Legabasket - Venezia domina i due quarti centrali, Brescia ci prova ma non basta (79-84)

Altra vittoria per la Reyer Venezia, che continua ad inseguire Milano. Brescia approccia benissimo, ma va in difficoltà nel secondo e terzo quarto, mentre prova a ribaltare la sfida negli ultimi minuti, tuttavia la Reyer è cinica e si aggiudica l'intera posta in palio.

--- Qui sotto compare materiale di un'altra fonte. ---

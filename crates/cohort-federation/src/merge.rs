//! Merge rules for copies of one instance returned by several members.
//!
//! For each GUID exactly one copy survives:
//!
//! 1. the copy returned by the instance's home member;
//! 2. otherwise the copy with the highest version;
//! 3. ties broken by the lexicographically lowest responding member id.
//!
//! The result does not depend on the order responses arrive in.

use std::cmp::Ordering;
use std::collections::BTreeMap;
use std::collections::btree_map::Entry;

use cohort_core::Guid;
use cohort_core::Instance;
use cohort_core::MetadataCollectionId;

/// Whether the copy `candidate` returned by `candidate_source` beats
/// `current` returned by `current_source`.
pub fn outranks<T: Instance>(
    candidate: &T,
    candidate_source: &MetadataCollectionId,
    current: &T,
    current_source: &MetadataCollectionId,
) -> bool {
    let candidate_home = &candidate.header().home == candidate_source;
    let current_home = &current.header().home == current_source;
    let ordering = candidate_home
        .cmp(&current_home)
        .then_with(|| candidate.version().cmp(&current.version()))
        .then_with(|| current_source.cmp(candidate_source));
    ordering == Ordering::Greater
}

/// Merge per-member results into one copy per GUID, ordered by GUID.
pub fn merge_instances<T, I>(responses: I) -> Vec<T>
where
    T: Instance,
    I: IntoIterator<Item = (MetadataCollectionId, Vec<T>)>,
{
    let mut winners: BTreeMap<Guid, (MetadataCollectionId, T)> = BTreeMap::new();
    for (source, instances) in responses {
        for instance in instances {
            match winners.entry(instance.guid().clone()) {
                Entry::Vacant(slot) => {
                    slot.insert((source.clone(), instance));
                }
                Entry::Occupied(mut slot) => {
                    let (held_source, held) = slot.get();
                    if outranks(&instance, &source, held, held_source) {
                        slot.insert((source.clone(), instance));
                    }
                }
            }
        }
    }
    winners.into_values().map(|(_, instance)| instance).collect()
}

#[cfg(test)]
mod tests {
    use cohort_core::Entity;
    use proptest::prelude::*;

    use super::*;

    fn copy(guid: &str, home: &str, version: u64, tag: &str) -> Entity {
        Entity::new(Guid::new(guid), "Asset", home.into(), 0).with_version(version).with_property("tag", tag)
    }

    #[test]
    fn test_home_copy_wins_over_newer_reference_copy() {
        let merged = merge_instances(vec![
            (MetadataCollectionId::new("b"), vec![copy("g1", "a", 9, "cached")]),
            (MetadataCollectionId::new("a"), vec![copy("g1", "a", 4, "home")]),
        ]);
        assert_eq!(merged, vec![copy("g1", "a", 4, "home")]);
    }

    #[test]
    fn test_highest_version_wins_without_home() {
        let merged = merge_instances(vec![
            (MetadataCollectionId::new("b"), vec![copy("g1", "a", 2, "b")]),
            (MetadataCollectionId::new("c"), vec![copy("g1", "a", 3, "c")]),
        ]);
        assert_eq!(merged, vec![copy("g1", "a", 3, "c")]);
    }

    #[test]
    fn test_tie_goes_to_lowest_member_id() {
        let merged = merge_instances(vec![
            (MetadataCollectionId::new("d"), vec![copy("g1", "a", 2, "d")]),
            (MetadataCollectionId::new("b"), vec![copy("g1", "a", 2, "b")]),
            (MetadataCollectionId::new("c"), vec![copy("g1", "a", 2, "c")]),
        ]);
        assert_eq!(merged, vec![copy("g1", "a", 2, "b")]);
    }

    fn member_id() -> impl Strategy<Value = String> {
        prop::sample::select(vec!["a", "b", "c", "d"]).prop_map(str::to_string)
    }

    /// Per responding member: (guid index, version) pairs. The home of a
    /// GUID is fixed by its index.
    fn responses() -> impl Strategy<Value = Vec<(String, Vec<(u8, u64)>)>> {
        let copies = prop::collection::vec((0u8..6, 1u64..5), 0..8);
        prop::collection::vec((member_id(), copies), 0..5)
    }

    fn build(raw: &[(String, Vec<(u8, u64)>)]) -> Vec<(MetadataCollectionId, Vec<Entity>)> {
        const HOMES: [&str; 4] = ["a", "b", "c", "d"];
        raw.iter()
            .map(|(source, copies)| {
                let entities = copies
                    .iter()
                    .map(|(guid, version)| {
                        copy(&format!("g{guid}"), HOMES[*guid as usize % HOMES.len()], *version, source)
                    })
                    .collect();
                (MetadataCollectionId::new(source.as_str()), entities)
            })
            .collect()
    }

    proptest! {
        #![proptest_config(ProptestConfig::with_cases(200))]

        #[test]
        fn prop_merge_yields_unique_guids(raw in responses()) {
            let merged = merge_instances(build(&raw));
            let mut guids: Vec<_> = merged.iter().map(|e| e.header.guid.clone()).collect();
            let total = guids.len();
            guids.dedup();
            prop_assert_eq!(guids.len(), total);

            let expected: std::collections::BTreeSet<_> =
                build(&raw).into_iter().flat_map(|(_, es)| es).map(|e| e.header.guid).collect();
            prop_assert_eq!(total, expected.len());
        }

        #[test]
        fn prop_merge_ignores_response_order(raw in responses()) {
            let forward = merge_instances(build(&raw));
            let mut reversed = build(&raw);
            reversed.reverse();
            for (_, entities) in reversed.iter_mut() {
                entities.reverse();
            }
            prop_assert_eq!(forward, merge_instances(reversed));
        }

        #[test]
        fn prop_no_copy_outranks_the_winner(raw in responses()) {
            let merged = merge_instances(build(&raw));
            for (source, entities) in build(&raw) {
                for entity in entities {
                    let winner = merged.iter().find(|w| w.header.guid == entity.header.guid);
                    prop_assert!(winner.is_some());
                    if let Some(winner) = winner {
                        let winner_source = MetadataCollectionId::new(
                            winner.properties.get("tag").and_then(|v| v.as_str()).unwrap_or_default(),
                        );
                        prop_assert!(!outranks(&entity, &source, winner, &winner_source));
                    }
                }
            }
        }
    }
}
//! Background refresh and sweep loop.

use std::sync::Arc;

use tokio::task::JoinHandle;
use tokio_util::sync::CancellationToken;
use tracing::debug;
use tracing::warn;

use crate::registry::CohortRegistry;

/// Spawn the loop that refreshes the local registration and sweeps members
/// once per refresh interval until `cancel` fires.
pub fn spawn_refresh_loop(registry: Arc<CohortRegistry>, cancel: CancellationToken) -> JoinHandle<()> {
    tokio::spawn(refresh_loop(registry, cancel))
}

async fn refresh_loop(registry: Arc<CohortRegistry>, cancel: CancellationToken) {
    let mut interval = tokio::time::interval(registry.config().refresh_interval);
    interval.set_missed_tick_behavior(tokio::time::MissedTickBehavior::Skip);
    // The first tick completes immediately; registration has just been sent.
    interval.tick().await;

    loop {
        tokio::select! {
            _ = cancel.cancelled() => {
                debug!("registry refresh loop shutting down");
                break;
            }
            _ = interval.tick() => {
                if let Err(e) = registry.refresh_local().await {
                    warn!(error = %e, "failed to publish registry refresh");
                }
                let changes = registry.sweep().await;
                if !changes.is_empty() {
                    debug!(changed = changes.len(), "registry sweep changed member states");
                }
            }
        }
    }
}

Legabasket - Venezia domina i due quarti centrali, Brescia ci prova ma non basta (79-84)
BRESCIA
79 84
VENEZIA

Brescia ci prova, mettendo in difficoltà più volte la Reyer, ma gli orogranata si riconfermano la corazzata che è, con una prova di cinismo, che permette di battere la Leonessa con il punteggio di 79-84 e consolidare il secondo posto in classifica, alle spalle di Milano. Vani i 30 punti di Landry, mattatore nei primi venti minuti, mentre si segnala l’ottima prova di Melvin Ejim, con ventiquattro a referto e una tripla pesantissima ad un minuto dalla fine.

L’inizio fa presagire ad una partita equilibrata, con la Reyer che resta in vantaggio nei primi minuti, con le triple di Haynes e Bramos, tuttavia, i lombardi alzano le marce e infiammano le retine del PalaGeorge, con un break di 12-0, grazie ad uno scatenato Landry, ben coadiuvato da Laganà, che vale il 18-8 ad un minuto dalla fine. Venezia fatica a trovare fluidità in attacco, chiudendo il primo quarto con solo dieci punti, mentre Brescia chiude con la tripla di Landry, che vale il 21-10 alla prima sirena.

La Leonessa prova ad allargare il gap, toccando il +12 con Burns, mentre Ejim e Tonut avvicinano gli ospiti sul -9. Dopo una giocata di Berggren, Tonut alimenta le speranze dei suoi, con la tripla del -8, ma Brescia riesce a non perdere l’inerzia della partita, con un immarcabile Landry, che sigla sei punti consecutivi e Brescia resta sul +11 (35-24), con meno di tre minuti alla sirena. Sale in cattedra Ariel Filloy, con nove punti consecutivi, conditi da due triple, riapre una partita che sembrava compromessa, portando i suoi sul -4 all’intervallo (37-33).

Al rientro sul parquet, è una Venezia diversa quella vista nei primi quindici minuti: Haynes, Ejim e Ortner sono i protagonisti del 9-0 in apertura, che permette agli orogranata di sorpassare i padroni di casa e di volare sul 37-42. Vitali prova a mettere a freno le velleità di fuga di Venezia, pareggiando a quota 42-42 con una tripla, ma i veneti ritrovano un’ottima fluidità offensiva e replicano con altri nove punti consecutivi, mentre Bramos dall’arco allarga a dodici punti di scarto (42-54) a quattro minuti dalla terza sirena. Filloy e Bramos colpiscono dall’arco e chiudono il terzo periodo sul 52-65 per i lagunari.

I biancoblù iniziano a crederci all’inizio del quarto periodo, con un break di 11-4, culminato dal gioco da quattro punti del solito Landry, che riapre la gara sul 63-69. I veneti resistono con i tiri liberi, ma Brescia si avvicina sempre di più, toccando il -3 (68-71) a metà quarto. A tre minuti dalla fine, arriva il pareggio, con Moore che impatta a quota 75, mentre Venezia si ritrova con le polveri bagnate e non riesce più a segnare dal campo. Sul +1 veneziano a sessantasei secondi, Ejim piazza una tripla pesantissima sulla sirena dei 24”, che vale il +4, mentre Tonut la chiude dalla lunetta, sul punteggio di 79-84.